The company reported first-half profit before tax of £114 million, down 7.5% YoY but at the top end of its guidance range and slightly ahead of analyst consensus. Revenue rose 3.6% to £926.3 million, with digital sales now accounting for 41% of total sales, up 2 percentage points from the previous year.
Dunelm’s market share increased by 20 basis points to 7.9%, demonstrating continued growth despite what the company described as a “subdued” market environment. Gross margin improved by 60 basis points to 53.4%, primarily driven by favorable foreign exchange rates.
“We delivered a solid first-half performance despite a softer second quarter, and we are seeing stronger sales growth in early Q3 following a good Winter Sale and an encouraging response to our new Spring ranges,” said Clo Moriarty, Chief Executive Officer, who joined the company in October 2025.

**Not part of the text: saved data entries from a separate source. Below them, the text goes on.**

/// Stage 1: keep all system messages plus the most recent `max_turns`
/// user turns together with every intervening non-system message.
fn apply_history_limit(messages: &mut Vec<AgentMessage>, max_turns: usize) {
    if max_turns == 0 {
        return;
    }
    let user_count = messages
        .iter()
        .filter(|m| m.role == MessageRole::User)
        .count();
    if user_count <= max_turns {
        return;
    }

    // Index of the first user message inside the kept window.
    let mut remaining = max_turns;
    let mut cutoff = messages.len();
    for (idx, message) in messages.iter().enumerate().rev() {
        if message.role == MessageRole::User {
            cutoff = idx;
            remaining -= 1;
            if remaining == 0 {
                break;
            }
        }
    }

    let mut kept = Vec::with_capacity(messages.len());
    for (idx, message) in messages.iter().enumerate() {
        if message.is_system() || idx >= cutoff {
            kept.push(message.clone());
        }
    }
    *messages = kept;
}

/// Stage 2: shrink likely tool results once the usage ratio crosses the
/// soft threshold; clear them outright past the hard threshold. The
/// protected zone (the last N assistant messages) is never touched.
fn prune(messages: &mut [AgentMessage], config: &ContextPipelineConfig) -> bool {
    let budget = token_budget(config);
    #[allow(clippy::cast_precision_loss)]
    let usage_ratio = estimate_total_tokens(messages) as f64 / budget as f64;
    if usage_ratio < config.soft_trim_threshold {
        return false;
    }

    let protected = protected_zone(messages, config.protected_recent_messages);
    let hard_clear = usage_ratio >= config.hard_clear_threshold;
    let mut modified = false;

    for (idx, message) in messages.iter_mut().enumerate() {
        if message.is_system() || protected.contains(&idx) {
            continue;
        }
        let text = message.text();
        if !is_likely_tool_result(&text) {
            continue;
        }

        if hard_clear {
            message.content = MessageContent::Text(HARD_CLEAR_PLACEHOLDER.to_string());
            modified = true;
        } else if text.chars().count() > config.soft_trim_min_chars {
            message.content =
                MessageContent::Text(soft_trim(&text, config.soft_trim_keep_chars));
            modified = true;
        }
    }
    modified
}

The company’s shares rose following the results announcement, as investors welcomed the maintained full-year profit guidance and the special dividend of 25 pence per share, which was higher than analysts had forecast. Dunelm also increased its interim ordinary dividend by 3% to 17 pence per share.
Looking ahead, Dunelm expects profit before tax for the full year to be in line with current consensus expectations of £214 million. The company plans to fully launch its app this spring and has recovery plans in place to address furniture availability issues that contributed to softer Q2 performance.
“What I’ve seen so far gives me real confidence in our future. With only 7.9% market share and clear opportunities to enhance and expand our assets, we have significant headroom for growth,” Moriarty added.